[Collected data entries]
use std::time::Duration;

use egui_kittest::Harness;
use roster_business::{BusinessConfig, USER_MANAGEMENT_BASE};
use roster_ui::RosterApp;
use roster_ui::state::State;
use wiremock::matchers::{method, path};
use wiremock::{Mock, MockServer, ResponseTemplate};

pub const DEFAULT_NETWORK_WAIT_MS: u64 = 50;

/// Lets spawned command tasks make progress on the test runtime.
pub async fn yield_wait_for_network(ms: u64) {
    tokio::time::sleep(Duration::from_millis(ms)).await;
}

pub struct TestCtx<'a> {
    mock_server: MockServer,
    harness: Harness<'a, RosterApp>,
}

impl<'a> TestCtx<'a> {
    pub fn harness_mut(&mut self) -> &mut Harness<'a, RosterApp> {
        &mut self.harness
    }

    pub fn harness(&self) -> &Harness<'a, RosterApp> {
        &self.harness
    }

    pub fn mock_server(&self) -> &MockServer {
        &self.mock_server
    }

    /// App on the users screen, backed by a server that returns `users`
    /// for every page.
    pub async fn new_app(users: serde_json::Value, total: u64) -> Self {
        Self::new_app_at(USER_MANAGEMENT_BASE, users, total).await
    }

    pub async fn new_app_at(initial_href: &str, users: serde_json::Value, total: u64) -> Self {
        let _ = env_logger::builder().is_test(true).try_init();
        let mock_server = MockServer::start().await;

        Mock::given(method("GET"))
            .and(path("/api/account"))
            .respond_with(ResponseTemplate::new(200).set_body_json(serde_json::json!({
                "login": "admin",
                "authorities": ["ROLE_ADMIN"]
            })))
            .mount(&mock_server)
            .await;

        Mock::given(method("GET"))
            .and(path("/api/admin/users"))
            .respond_with(
                ResponseTemplate::new(200)
                    .insert_header("X-Total-Count", total.to_string())
                    .set_body_json(users),
            )
            .mount(&mock_server)
            .await;

        let state = State::at(BusinessConfig::new(mock_server.uri()), initial_href);
        let app = RosterApp::new(state);
        let harness = Harness::builder()
            .with_size(egui::vec2(1400.0, 900.0))
            .build_eframe(|_| app);

        Self {
            mock_server,
            harness,
        }
    }

    /// Steps frames, yielding to the runtime between them, so commands
    /// finish and their results get drawn.
    pub async fn step_frames(&mut self, frames: usize) {
        for _ in 0..frames {
            self.harness.step();
            yield_wait_for_network(DEFAULT_NETWORK_WAIT_MS).await;
        }
        self.harness.step();
    }
}

pub fn user_json(id: i64, login: &str, activated: bool) -> serde_json::Value {
    serde_json::json!({
        "id": id,
        "login": login,
        "email": format!("{login}@localhost"),
        "activated": activated,
        "langKey": "en",
        "authorities": ["ROLE_USER"],
        "createdBy": "system",
        "createdDate": "2021-03-04T10:20:30Z",
        "lastModifiedBy": "admin",
        "lastModifiedDate": null
    })
}
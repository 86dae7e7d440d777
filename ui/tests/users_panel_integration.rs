//! Integration tests for the users screen.
//!
//! Clicks inside `TableBuilder` rows do not reach the widgets reliably
//! through the accessibility tree, so row interactions are covered by the
//! business-layer tests. These tests check what gets rendered and the
//! interactions outside the table.

mod common;

use crate::common::{TestCtx, user_json};
use kittest::{NodeT, Queryable};
use roster_business::user_management::{UserManagementState, UsersPageCompute};
use roster_business::{CheckboxDemoState, Router, SortField, SortOrder};

#[tokio::test]
async fn users_are_rendered_with_item_count() {
    let users = serde_json::json!([user_json(1, "admin", true), user_json(2, "alice", false)]);
    let mut ctx = TestCtx::new_app(users, 2).await;

    ctx.step_frames(10).await;
    let harness = ctx.harness_mut();

    assert!(
        harness.query_by_label("alice").is_some(),
        "User 'alice' should be displayed in the table"
    );
    assert!(harness.query_by_label("Activated").is_some());
    assert!(harness.query_by_label("Deactivated").is_some());
    assert_eq!(harness.query_all_by_label("04/03/21 10:20").count(), 2);
    assert_eq!(harness.query_all_by_label("ROLE_USER").count(), 2);
    assert!(
        harness
            .query_by_label_contains("Showing 1 - 2 of 2 items.")
            .is_some()
    );
    assert!(harness.query_by_label_contains("Create a new user").is_some());

    let location = harness.state().state.ctx.state::<Router>().location().clone();
    assert_eq!(location.search, "?page=1&sort=id,asc");
}

#[tokio::test]
async fn empty_result_hides_pager() {
    let mut ctx = TestCtx::new_app(serde_json::json!([]), 0).await;

    ctx.step_frames(10).await;
    let harness = ctx.harness_mut();

    let page = harness
        .state()
        .state
        .ctx
        .cached::<UsersPageCompute>()
        .cloned()
        .unwrap_or_default();
    assert_eq!(page.total_items, 0);
    assert!(harness.query_by_label_contains("Showing").is_none());
    assert!(harness.query_by_label("Users").is_some());
}

#[tokio::test]
async fn page_past_the_end_hides_pager_even_with_a_total() {
    let mut ctx = TestCtx::new_app_at(
        "/admin/user-management?page=99&sort=id,asc",
        serde_json::json!([]),
        45,
    )
    .await;

    ctx.step_frames(10).await;
    let harness = ctx.harness_mut();

    let page = harness
        .state()
        .state
        .ctx
        .cached::<UsersPageCompute>()
        .cloned()
        .unwrap_or_default();
    assert_eq!(page.total_items, 45);
    assert!(page.users.is_empty());
    assert!(harness.query_by_label_contains("Showing").is_none());
    assert!(harness.query_by_label("«").is_none());
    assert!(harness.query_by_label("»").is_none());
}

#[tokio::test]
async fn delete_is_disabled_only_on_the_signed_in_row() {
    // The account mock signs in as `admin`.
    let users = serde_json::json!([user_json(1, "admin", true), user_json(2, "alice", true)]);
    let mut ctx = TestCtx::new_app(users, 2).await;

    ctx.step_frames(10).await;
    let harness = ctx.harness_mut();

    let deletes: Vec<_> = harness.query_all_by_label("Delete").collect();
    assert_eq!(deletes.len(), 2, "one Delete link per row");
    assert!(deletes[0].accesskit_node().is_disabled(), "admin cannot delete itself");
    assert!(!deletes[1].accesskit_node().is_disabled(), "admin can delete alice");

    let edits: Vec<_> = harness.query_all_by_label("Edit").collect();
    assert!(edits.iter().all(|edit| !edit.accesskit_node().is_disabled()));
}

#[tokio::test]
async fn url_parameters_drive_the_first_request() {
    let users = serde_json::json!([user_json(21, "zed", true)]);
    let mut ctx =
        TestCtx::new_app_at("/admin/user-management?page=2&sort=login,desc", users, 21).await;

    ctx.step_frames(10).await;

    let pagination = ctx
        .harness()
        .state()
        .state
        .ctx
        .state::<UserManagementState>()
        .pagination()
        .clone();
    assert_eq!(pagination.active_page, 2);
    assert_eq!(pagination.sort, SortField::Login);
    assert_eq!(pagination.order, SortOrder::Desc);

    let requests = ctx
        .mock_server()
        .received_requests()
        .await
        .unwrap_or_default();
    let user_requests: Vec<_> = requests
        .iter()
        .filter(|r| r.url.path() == "/api/admin/users")
        .collect();
    assert_eq!(user_requests.len(), 1);
    let query: Vec<(String, String)> = user_requests[0]
        .url
        .query_pairs()
        .map(|(k, v)| (k.into_owned(), v.into_owned()))
        .collect();
    assert!(query.contains(&("page".to_owned(), "1".to_owned())));
    assert!(query.contains(&("size".to_owned(), "20".to_owned())));
    assert!(query.contains(&("sort".to_owned(), "login,desc".to_owned())));

    assert!(
        ctx.harness_mut()
            .query_by_label_contains("Showing 21 - 21 of 21 items.")
            .is_some()
    );
}

#[tokio::test]
async fn create_link_navigates_away_and_back_remounts() {
    let users = serde_json::json!([user_json(1, "admin", true)]);
    let mut ctx = TestCtx::new_app(users, 1).await;
    ctx.step_frames(5).await;

    ctx.harness_mut()
        .get_by_label("Create a new user")
        .click();
    ctx.step_frames(3).await;

    {
        let harness = ctx.harness_mut();
        let router = harness.state().state.ctx.state::<Router>();
        assert_eq!(router.location().pathname, "/admin/user-management/new");
        assert!(!harness.state().state.ctx.state::<UserManagementState>().is_mounted());
        assert!(harness.query_by_label_contains("Back to users").is_some());
    }

    ctx.harness_mut().get_by_label("Back to users").click();
    ctx.step_frames(5).await;

    let harness = ctx.harness_mut();
    assert!(harness.state().state.ctx.state::<UserManagementState>().is_mounted());
    assert!(harness.query_by_label_contains("admin@localhost").is_some());
}

#[tokio::test]
async fn checkbox_demo_updates_selection() {
    let mut ctx = TestCtx::new_app(serde_json::json!([]), 0).await;
    ctx.step_frames(2).await;

    ctx.harness_mut().get_by_label("Chicago").click();
    ctx.step_frames(1).await;
    ctx.harness_mut().get_by_label("false").click();
    ctx.step_frames(1).await;

    let harness = ctx.harness_mut();
    let demo = harness.state().state.ctx.state::<CheckboxDemoState>().clone();
    assert_eq!(demo.selected_cities, vec!["Chicago"]);
    assert!(demo.checked);
    assert!(harness.query_by_label("true").is_some());
    assert!(
        harness
            .query_by_label_contains("Selected categories: M, P")
            .is_some()
    );
}
pub mod colors;
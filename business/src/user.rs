//! User account records as served by `/api/admin/users`.

use chrono::{DateTime, Utc};
use serde::{Deserialize, Serialize};

/// Route prefix of the user-management screens.
pub const USER_MANAGEMENT_BASE: &str = "/admin/user-management";

#[derive(Debug, Clone, Default, PartialEq, Eq, Serialize, Deserialize)]
#[serde(rename_all = "camelCase")]
pub struct User {
    pub id: Option<i64>,
    pub login: String,
    pub first_name: Option<String>,
    pub last_name: Option<String>,
    pub email: Option<String>,
    pub image_url: Option<String>,
    #[serde(default)]
    pub activated: bool,
    pub lang_key: Option<String>,
    #[serde(default)]
    pub authorities: Vec<String>,
    pub created_by: Option<String>,
    pub created_date: Option<DateTime<Utc>>,
    pub last_modified_by: Option<String>,
    pub last_modified_date: Option<DateTime<Utc>>,
}

impl User {
    /// Same record with `activated` inverted.
    pub fn with_activation_toggled(&self) -> Self {
        Self {
            activated: !self.activated,
            ..self.clone()
        }
    }
}

/// The signed-in account, from `/api/account`.
#[derive(Debug, Clone, Default, PartialEq, Eq, Serialize, Deserialize)]
#[serde(rename_all = "camelCase")]
pub struct Account {
    pub login: String,
    #[serde(default)]
    pub authorities: Vec<String>,
}

/// Links rendered by the users table.
#[derive(Debug, Clone, Copy, PartialEq, Eq)]
pub enum UserRoute<'a> {
    View(&'a str),
    Edit(&'a str),
    Delete(&'a str),
    New,
}

impl UserRoute<'_> {
    pub fn path(&self, base: &str) -> String {
        match self {
            Self::View(login) => format!("{base}/{login}"),
            Self::Edit(login) => format!("{base}/{login}/edit"),
            Self::Delete(login) => format!("{base}/{login}/delete"),
            Self::New => format!("{base}/new"),
        }
    }
}

/// Nobody may delete the account they are signed in with.
pub fn can_delete(account_login: Option<&str>, user: &User) -> bool {
    account_login != Some(user.login.as_str())
}
mod checkbox_demo;
mod config;
mod date_format;
pub mod http;
pub mod pagination;
pub mod query;
mod router;
mod user;
pub mod user_management;

#[cfg(test)]
mod test_utils;

use roster_states::StateCtx;

pub use checkbox_demo::{CATEGORIES, CITIES, Category, CheckboxDemoState};
pub use config::BusinessConfig;
pub use date_format::{APP_DATE_FORMAT, format_date};
pub use pagination::{ITEMS_PER_PAGE, ItemCount, PaginationEvent, PaginationState, SortField, SortOrder};
pub use router::{Location, Router};
pub use user::{Account, USER_MANAGEMENT_BASE, User, UserRoute, can_delete};
pub use user_management::{
    AccountCompute, FetchUsersCommand, UpdateUserCommand, UpdateUserCompute, UserManagementState,
    UsersPageCompute, UsersQuery,
};

/// Registers every state and compute the users screen and the checkbox demo
/// need, with the router starting at `initial_href`.
pub fn register_user_management(ctx: &mut StateCtx, config: BusinessConfig, initial_href: &str) {
    let items_per_page = config.items_per_page;
    let query = UsersQuery {
        size: items_per_page,
        ..UsersQuery::default()
    };

    ctx.add_state(config);
    ctx.add_state(Router::new(initial_href));
    ctx.add_state(UserManagementState::new(items_per_page));
    ctx.add_state(query);
    ctx.add_state(user_management::UpdateUserInput::default());
    ctx.add_state(CheckboxDemoState::default());

    ctx.record_compute(UsersPageCompute::default());
    ctx.record_compute(UpdateUserCompute::default());
    ctx.record_compute(AccountCompute::default());
}
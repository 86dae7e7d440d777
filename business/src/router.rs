//! In-app location and history stack.

use std::any::Any;

use roster_states::{SnapshotClone, State, state_assign_impl};

use crate::user::USER_MANAGEMENT_BASE;

#[derive(Debug, Clone, PartialEq, Eq, Default)]
pub struct Location {
    pub pathname: String,
    /// Either empty or starting with `?`.
    pub search: String,
}

impl Location {
    /// Splits `"/path?query"`. A `#fragment` is discarded.
    pub fn parse(href: &str) -> Self {
        let href = href.split_once('#').map_or(href, |(before, _)| before);
        match href.split_once('?') {
            Some((pathname, query)) if !query.is_empty() => Self {
                pathname: pathname.to_owned(),
                search: format!("?{query}"),
            },
            Some((pathname, _)) => Self {
                pathname: pathname.to_owned(),
                search: String::new(),
            },
            None => Self {
                pathname: href.to_owned(),
                search: String::new(),
            },
        }
    }

    pub fn href(&self) -> String {
        format!("{}{}", self.pathname, self.search)
    }
}

/// Browser-style history: a list of entries and a cursor into it.
///
/// `push` drops every entry after the cursor, like a browser does when you
/// navigate after going back.
#[derive(Debug, Clone, PartialEq, Eq)]
pub struct Router {
    entries: Vec<Location>,
    index: usize,
}

impl Default for Router {
    fn default() -> Self {
        Self::new(USER_MANAGEMENT_BASE)
    }
}

impl Router {
    pub fn new(initial: &str) -> Self {
        Self {
            entries: vec![Location::parse(initial)],
            index: 0,
        }
    }

    pub fn location(&self) -> &Location {
        // `entries` is never empty and `index` always points into it.
        &self.entries[self.index]
    }

    pub fn push(&mut self, href: &str) {
        let location = Location::parse(href);
        if location == *self.location() {
            return;
        }
        log::info!("navigate to {}", location.href());
        self.entries.truncate(self.index + 1);
        self.entries.push(location);
        self.index = self.entries.len() - 1;
    }

    pub fn back(&mut self) -> bool {
        if !self.can_go_back() {
            return false;
        }
        self.index -= 1;
        log::info!("back to {}", self.location().href());
        true
    }

    pub fn forward(&mut self) -> bool {
        if !self.can_go_forward() {
            return false;
        }
        self.index += 1;
        log::info!("forward to {}", self.location().href());
        true
    }

    pub fn can_go_back(&self) -> bool {
        self.index > 0
    }

    pub fn can_go_forward(&self) -> bool {
        self.index + 1 < self.entries.len()
    }

    pub fn len(&self) -> usize {
        self.entries.len()
    }

    pub fn is_empty(&self) -> bool {
        self.entries.is_empty()
    }
}

impl SnapshotClone for Router {
    fn clone_boxed(&self) -> Option<Box<dyn Any + Send>> {
        Some(Box::new(self.clone()))
    }
}

impl State for Router {
    fn as_any(&self) -> &dyn Any {
        self
    }

    fn as_any_mut(&mut self) -> &mut dyn Any {
        self
    }

    fn assign_box(&mut self, new_self: Box<dyn Any + Send>) {
        state_assign_impl(self, new_self);
    }
}
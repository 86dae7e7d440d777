//! "List users" compute plus the command that fills it.
//!
//! The UI never calls the API directly: it writes a [`UsersQuery`] into the
//! store, enqueues [`FetchUsersCommand`] and reads [`UsersPageCompute`] back
//! with `ctx.cached::<UsersPageCompute>()`.

use std::any::Any;

use roster_states::{
    Command, CommandFuture, CommandSnapshot, Compute, LatestOnlyUpdater, SnapshotClone, State,
    assign_impl, state_assign_impl,
};

use crate::BusinessConfig;
use crate::pagination::ITEMS_PER_PAGE;
use crate::user::User;
use crate::user_management::api::{self, UsersQuery};

impl Default for UsersQuery {
    fn default() -> Self {
        Self {
            page: 0,
            size: ITEMS_PER_PAGE,
            sort: "id,asc".to_owned(),
        }
    }
}

impl SnapshotClone for UsersQuery {
    fn clone_boxed(&self) -> Option<Box<dyn Any + Send>> {
        Some(Box::new(self.clone()))
    }
}

impl State for UsersQuery {
    fn as_any(&self) -> &dyn Any {
        self
    }

    fn as_any_mut(&mut self) -> &mut dyn Any {
        self
    }

    fn assign_box(&mut self, new_self: Box<dyn Any + Send>) {
        state_assign_impl(self, new_self);
    }
}

#[derive(Debug, Clone, Default, PartialEq, Eq)]
pub enum UsersPageStatus {
    /// Nothing requested yet.
    #[default]
    Idle,
    Loading,
    Loaded,
    Error(String),
}

/// The users page the table renders.
///
/// While a new page loads, `users` and `total_items` keep the previous page
/// so the table does not flash empty.
#[derive(Debug, Clone, Default, PartialEq, Eq)]
pub struct UsersPageCompute {
    pub users: Vec<User>,
    pub total_items: u64,
    pub status: UsersPageStatus,
    /// Query the current `status` refers to.
    pub query: Option<UsersQuery>,
}

impl UsersPageCompute {
    pub fn is_loading(&self) -> bool {
        matches!(self.status, UsersPageStatus::Loading)
    }

    pub fn error_message(&self) -> Option<&str> {
        match &self.status {
            UsersPageStatus::Error(message) => Some(message.as_str()),
            _ => None,
        }
    }

    /// Whether the item count and pager are shown.
    pub fn has_items(&self) -> bool {
        self.total_items > 0 && !self.users.is_empty()
    }
}

impl SnapshotClone for UsersPageCompute {
    fn clone_boxed(&self) -> Option<Box<dyn Any + Send>> {
        Some(Box::new(self.clone()))
    }
}

impl Compute for UsersPageCompute {
    fn as_any(&self) -> &dyn Any {
        self
    }

    fn assign_box(&mut self, new_self: Box<dyn Any + Send>) {
        assign_impl(self, new_self);
    }
}

/// Loads the page described by the [`UsersQuery`] state.
#[derive(Debug, Default)]
pub struct FetchUsersCommand;

impl Command for FetchUsersCommand {
    fn run(&self, snap: CommandSnapshot, updater: LatestOnlyUpdater) -> CommandFuture {
        let config = snap.state::<BusinessConfig>().clone();
        let query = snap.state::<UsersQuery>().clone();
        let previous = snap
            .try_compute::<UsersPageCompute>()
            .cloned()
            .unwrap_or_default();

        Box::pin(async move {
            log::info!(
                "fetching users page={} size={} sort={}",
                query.page,
                query.size,
                query.sort
            );
            updater.set(UsersPageCompute {
                status: UsersPageStatus::Loading,
                query: Some(query.clone()),
                ..previous.clone()
            });

            match api::list_users(&config, &query).await {
                Ok(page) => {
                    log::debug!(
                        "loaded {} users of {} for page {}",
                        page.users.len(),
                        page.total_items,
                        query.page
                    );
                    updater.set(UsersPageCompute {
                        users: page.users,
                        total_items: page.total_items,
                        status: UsersPageStatus::Loaded,
                        query: Some(query),
                    });
                }
                Err(err) => {
                    log::warn!("fetching users failed: {err}");
                    updater.set(UsersPageCompute {
                        status: UsersPageStatus::Error(err.to_string()),
                        query: Some(query),
                        ..previous
                    });
                }
            }
        })
    }
}
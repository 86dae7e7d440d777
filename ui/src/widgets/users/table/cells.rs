//! Cell content for the users table.

use egui::{Button, Frame, Link, Margin, RichText, Ui};
use roster_business::User;

use crate::utils::colors::{COLOR_BADGE, COLOR_GREEN, COLOR_ON_FILL, COLOR_RED};

/// What a click inside a row asks for.
#[derive(Debug, Clone, PartialEq, Eq)]
pub enum RowAction {
    ToggleActive,
    Navigate(String),
}

#[inline]
pub fn render_text_cell(ui: &mut Ui, text: &str) {
    ui.label(text);
}

/// Green "Activated" or red "Deactivated"; clicking toggles.
#[inline]
pub fn render_activation_cell(ui: &mut Ui, activated: bool) -> bool {
    let (label, fill) = if activated {
        ("Activated", COLOR_GREEN)
    } else {
        ("Deactivated", COLOR_RED)
    };
    ui.add(Button::new(RichText::new(label).color(COLOR_ON_FILL)).fill(fill))
        .clicked()
}

#[inline]
pub fn render_authorities_cell(ui: &mut Ui, user: &User) {
    ui.horizontal_wrapped(|ui| {
        for authority in &user.authorities {
            Frame::NONE
                .fill(COLOR_BADGE)
                .corner_radius(4)
                .inner_margin(Margin::symmetric(4, 1))
                .show(ui, |ui| {
                    ui.label(RichText::new(authority).small().color(COLOR_ON_FILL));
                });
        }
    });
}

/// Link that navigates to `href` when clicked.
#[inline]
pub fn render_link_cell(ui: &mut Ui, text: &str, href: String) -> Option<RowAction> {
    ui.link(text).clicked().then_some(RowAction::Navigate(href))
}

/// View, Edit and Delete links. Delete is greyed out when `can_delete` is false.
#[inline]
pub fn render_action_links(
    ui: &mut Ui,
    view: String,
    edit: String,
    delete: String,
    can_delete: bool,
) -> Option<RowAction> {
    ui.horizontal(|ui| {
        let mut action = None;
        if ui.link("View").clicked() {
            action = Some(RowAction::Navigate(view));
        }
        if ui.link("Edit").clicked() {
            action = Some(RowAction::Navigate(edit));
        }
        let delete_link = ui.add_enabled(can_delete, Link::new("Delete"));
        if delete_link.clicked() {
            action = Some(RowAction::Navigate(delete));
        }
        action
    })
    .inner
}
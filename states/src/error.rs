use thiserror::Error;

#[derive(Debug, Error, PartialEq, Eq)]
pub enum Error {
    #[error("State not found: {type_name}")]
    StateNotFound { type_name: &'static str },
    #[error("Compute not found: {type_name}")]
    ComputeNotFound { type_name: &'static str },
}

impl Error {
    pub fn state_not_found<T>() -> Self {
        Self::StateNotFound {
            type_name: std::any::type_name::<T>(),
        }
    }

    pub fn compute_not_found<T>() -> Self {
        Self::ComputeNotFound {
            type_name: std::any::type_name::<T>(),
        }
    }
}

EXERCISE: For each line in the entries that contains the string "FetchUsersCommand", make a copy.

SOLUTION BELOW:
    AccountCompute, FetchUsersCommand, UpdateUserCommand, UpdateUserCompute, UserManagementState,
//! store, enqueues [`FetchUsersCommand`] and reads [`UsersPageCompute`] back
pub struct FetchUsersCommand;
impl Command for FetchUsersCommand {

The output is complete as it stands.